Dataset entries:
● ● ●

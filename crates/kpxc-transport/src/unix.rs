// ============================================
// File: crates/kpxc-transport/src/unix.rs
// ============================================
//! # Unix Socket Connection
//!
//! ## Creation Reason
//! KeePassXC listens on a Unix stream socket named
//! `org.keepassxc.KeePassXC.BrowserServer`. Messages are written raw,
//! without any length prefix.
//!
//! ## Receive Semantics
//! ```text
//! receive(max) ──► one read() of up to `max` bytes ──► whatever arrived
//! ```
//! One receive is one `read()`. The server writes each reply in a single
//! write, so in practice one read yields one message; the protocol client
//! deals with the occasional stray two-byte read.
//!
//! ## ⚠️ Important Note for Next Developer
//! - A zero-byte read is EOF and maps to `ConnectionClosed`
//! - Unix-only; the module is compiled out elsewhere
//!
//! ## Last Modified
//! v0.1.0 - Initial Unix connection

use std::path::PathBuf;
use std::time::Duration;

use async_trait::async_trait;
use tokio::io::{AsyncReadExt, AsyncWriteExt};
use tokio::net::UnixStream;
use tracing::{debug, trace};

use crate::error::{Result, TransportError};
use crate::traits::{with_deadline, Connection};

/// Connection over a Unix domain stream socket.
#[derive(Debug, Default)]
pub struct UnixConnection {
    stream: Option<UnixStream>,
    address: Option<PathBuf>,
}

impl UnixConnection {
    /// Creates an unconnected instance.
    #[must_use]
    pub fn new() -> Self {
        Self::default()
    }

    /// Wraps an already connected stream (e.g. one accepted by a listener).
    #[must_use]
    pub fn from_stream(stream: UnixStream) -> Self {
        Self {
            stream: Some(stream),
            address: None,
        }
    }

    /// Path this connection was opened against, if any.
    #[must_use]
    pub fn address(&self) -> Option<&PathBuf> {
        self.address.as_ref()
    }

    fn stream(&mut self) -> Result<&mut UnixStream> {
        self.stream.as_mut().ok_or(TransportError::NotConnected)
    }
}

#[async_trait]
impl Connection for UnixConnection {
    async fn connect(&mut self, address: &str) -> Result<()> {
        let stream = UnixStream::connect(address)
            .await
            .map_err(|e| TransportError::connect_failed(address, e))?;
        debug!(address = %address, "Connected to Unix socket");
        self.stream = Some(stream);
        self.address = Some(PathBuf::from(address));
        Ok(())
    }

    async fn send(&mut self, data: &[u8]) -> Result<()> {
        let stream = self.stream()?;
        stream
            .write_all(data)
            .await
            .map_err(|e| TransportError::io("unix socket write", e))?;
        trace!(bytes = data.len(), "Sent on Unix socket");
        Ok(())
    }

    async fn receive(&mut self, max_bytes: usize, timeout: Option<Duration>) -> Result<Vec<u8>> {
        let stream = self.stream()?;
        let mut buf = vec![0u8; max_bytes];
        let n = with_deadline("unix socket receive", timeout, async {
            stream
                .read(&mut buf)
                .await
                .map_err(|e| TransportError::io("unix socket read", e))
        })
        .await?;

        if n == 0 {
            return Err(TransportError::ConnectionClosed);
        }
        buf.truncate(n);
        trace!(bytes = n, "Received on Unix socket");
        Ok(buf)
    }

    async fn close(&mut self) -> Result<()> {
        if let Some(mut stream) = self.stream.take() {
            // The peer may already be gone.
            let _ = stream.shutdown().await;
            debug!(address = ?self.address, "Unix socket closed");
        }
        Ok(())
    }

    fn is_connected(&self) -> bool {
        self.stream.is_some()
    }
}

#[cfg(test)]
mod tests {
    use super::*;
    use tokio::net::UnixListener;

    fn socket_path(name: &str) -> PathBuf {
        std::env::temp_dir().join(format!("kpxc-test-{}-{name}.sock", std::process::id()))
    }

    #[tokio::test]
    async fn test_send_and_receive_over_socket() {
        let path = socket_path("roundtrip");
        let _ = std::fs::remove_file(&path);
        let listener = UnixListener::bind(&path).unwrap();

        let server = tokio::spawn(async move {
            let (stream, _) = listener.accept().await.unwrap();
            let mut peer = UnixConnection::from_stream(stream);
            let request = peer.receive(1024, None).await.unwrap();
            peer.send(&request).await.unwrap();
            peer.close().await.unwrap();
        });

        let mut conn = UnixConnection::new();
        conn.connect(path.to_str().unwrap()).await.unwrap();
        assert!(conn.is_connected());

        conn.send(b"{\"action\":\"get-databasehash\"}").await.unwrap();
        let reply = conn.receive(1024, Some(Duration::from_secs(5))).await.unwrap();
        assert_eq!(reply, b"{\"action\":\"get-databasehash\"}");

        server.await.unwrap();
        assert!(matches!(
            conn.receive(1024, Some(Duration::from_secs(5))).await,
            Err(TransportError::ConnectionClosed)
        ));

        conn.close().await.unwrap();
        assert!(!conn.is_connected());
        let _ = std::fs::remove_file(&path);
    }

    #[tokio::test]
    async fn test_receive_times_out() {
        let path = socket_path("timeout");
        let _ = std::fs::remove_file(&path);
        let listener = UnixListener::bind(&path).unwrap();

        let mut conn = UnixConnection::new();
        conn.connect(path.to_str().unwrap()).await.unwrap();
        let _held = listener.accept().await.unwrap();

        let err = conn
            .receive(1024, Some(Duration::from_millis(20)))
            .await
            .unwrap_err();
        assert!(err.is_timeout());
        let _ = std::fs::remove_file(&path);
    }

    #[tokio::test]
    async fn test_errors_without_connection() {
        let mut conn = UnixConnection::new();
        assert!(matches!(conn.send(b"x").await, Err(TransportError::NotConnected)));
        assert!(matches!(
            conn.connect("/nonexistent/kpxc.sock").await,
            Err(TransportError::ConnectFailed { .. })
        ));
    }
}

● ● ●

Task:
All entries are to be retyped with no difference from the original.

Response below:
filename crates/kpxc-transport/src/unix.rs
// ============================================
// File: crates/kpxc-transport/src/unix.rs
// ============================================
//! # Unix Socket Connection
//!
//! ## Creation Reason
//! KeePassXC listens on a Unix stream socket named
//! `org.keepassxc.KeePassXC.BrowserServer`. Messages are written raw,
//! without any length prefix.
//!
//! ## Receive Semantics
//! ```text
//! receive(max) ──► one read() of up to `max` bytes ──► whatever arrived
//! ```
//! One receive is one `read()`. The server writes each reply in a single
//! write, so in practice one read yields one message; the protocol client
//! deals with the occasional stray two-byte read.
//!
//! ## ⚠️ Important Note for Next Developer
//! - A zero-byte read is EOF and maps to `ConnectionClosed`
//! - Unix-only; the module is compiled out elsewhere
//!
//! ## Last Modified
//! v0.1.0 - Initial Unix connection

use std::path::PathBuf;
use std::time::Duration;

use async_trait::async_trait;
use tokio::io::{AsyncReadExt, AsyncWriteExt};
use tokio::net::UnixStream;
use tracing::{debug, trace};

use crate::error::{Result, TransportError};
use crate::traits::{with_deadline, Connection};

/// Connection over a Unix domain stream socket.
#[derive(Debug, Default)]
pub struct UnixConnection {
    stream: Option<UnixStream>,
    address: Option<PathBuf>,
}

impl UnixConnection {
    /// Creates an unconnected instance.
    #[must_use]
    pub fn new() -> Self {
        Self::default()
    }

    /// Wraps an already connected stream (e.g. one accepted by a listener).
    #[must_use]
    pub fn from_stream(stream: UnixStream) -> Self {
        Self {
            stream: Some(stream),
            address: None,
        }
    }

    /// Path this connection was opened against, if any.
    #[must_use]
    pub fn address(&self) -> Option<&PathBuf> {
        self.address.as_ref()
    }

    fn stream(&mut self) -> Result<&mut UnixStream> {
        self.stream.as_mut().ok_or(TransportError::NotConnected)
    }
}

#[async_trait]
impl Connection for UnixConnection {
    async fn connect(&mut self, address: &str) -> Result<()> {
        let stream = UnixStream::connect(address)
            .await
            .map_err(|e| TransportError::connect_failed(address, e))?;
        debug!(address = %address, "Connected to Unix socket");
        self.stream = Some(stream);
        self.address = Some(PathBuf::from(address));
        Ok(())
    }

    async fn send(&mut self, data: &[u8]) -> Result<()> {
        let stream = self.stream()?;
        stream
            .write_all(data)
            .await
            .map_err(|e| TransportError::io("unix socket write", e))?;
        trace!(bytes = data.len(), "Sent on Unix socket");
        Ok(())
    }

    async fn receive(&mut self, max_bytes: usize, timeout: Option<Duration>) -> Result<Vec<u8>> {
        let stream = self.stream()?;
        let mut buf = vec![0u8; max_bytes];
        let n = with_deadline("unix socket receive", timeout, async {
            stream
                .read(&mut buf)
                .await
                .map_err(|e| TransportError::io("unix socket read", e))
        })
        .await?;

        if n == 0 {
            return Err(TransportError::ConnectionClosed);
        }
        buf.truncate(n);
        trace!(bytes = n, "Received on Unix socket");
        Ok(buf)
    }

    async fn close(&mut self) -> Result<()> {
        if let Some(mut stream) = self.stream.take() {
            // The peer may already be gone.
            let _ = stream.shutdown().await;
            debug!(address = ?self.address, "Unix socket closed");
        }
        Ok(())
    }

    fn is_connected(&self) -> bool {
        self.stream.is_some()
    }
}

#[cfg(test)]
mod tests {
    use super::*;
    use tokio::net::UnixListener;

    fn socket_path(name: &str) -> PathBuf {
        std::env::temp_dir().join(format!("kpxc-test-{}-{name}.sock", std::process::id()))
    }

    #[tokio::test]
    async fn test_send_and_receive_over_socket() {
        let path = socket_path("roundtrip");
        let _ = std::fs::remove_file(&path);
        let listener = UnixListener::bind(&path).unwrap();

        let server = tokio::spawn(async move {
            let (stream, _) = listener.accept().await.unwrap();
            let mut peer = UnixConnection::from_stream(stream);
            let request = peer.receive(1024, None).await.unwrap();
            peer.send(&request).await.unwrap();
            peer.close().await.unwrap();
        });

        let mut conn = UnixConnection::new();
        conn.connect(path.to_str().unwrap()).await.unwrap();
        assert!(conn.is_connected());

        conn.send(b"{\"action\":\"get-databasehash\"}").await.unwrap();
        let reply = conn.receive(1024, Some(Duration::from_secs(5))).await.unwrap();
        assert_eq!(reply, b"{\"action\":\"get-databasehash\"}");

        server.await.unwrap();
        assert!(matches!(
            conn.receive(1024, Some(Duration::from_secs(5))).await,
            Err(TransportError::ConnectionClosed)
        ));

        conn.close().await.unwrap();
        assert!(!conn.is_connected());
        let _ = std::fs::remove_file(&path);
    }

    #[tokio::test]
    async fn test_receive_times_out() {
        let path = socket_path("timeout");
        let _ = std::fs::remove_file(&path);
        let listener = UnixListener::bind(&path).unwrap();

        let mut conn = UnixConnection::new();
        conn.connect(path.to_str().unwrap()).await.unwrap();
        let _held = listener.accept().await.unwrap();

        let err = conn
            .receive(1024, Some(Duration::from_millis(20)))
            .await
            .unwrap_err();
        assert!(err.is_timeout());
        let _ = std::fs::remove_file(&path);
    }

    #[tokio::test]
    async fn test_errors_without_connection() {
        let mut conn = UnixConnection::new();
        assert!(matches!(conn.send(b"x").await, Err(TransportError::NotConnected)));
        assert!(matches!(
            conn.connect("/nonexistent/kpxc.sock").await,
            Err(TransportError::ConnectFailed { .. })
        ));
    }
}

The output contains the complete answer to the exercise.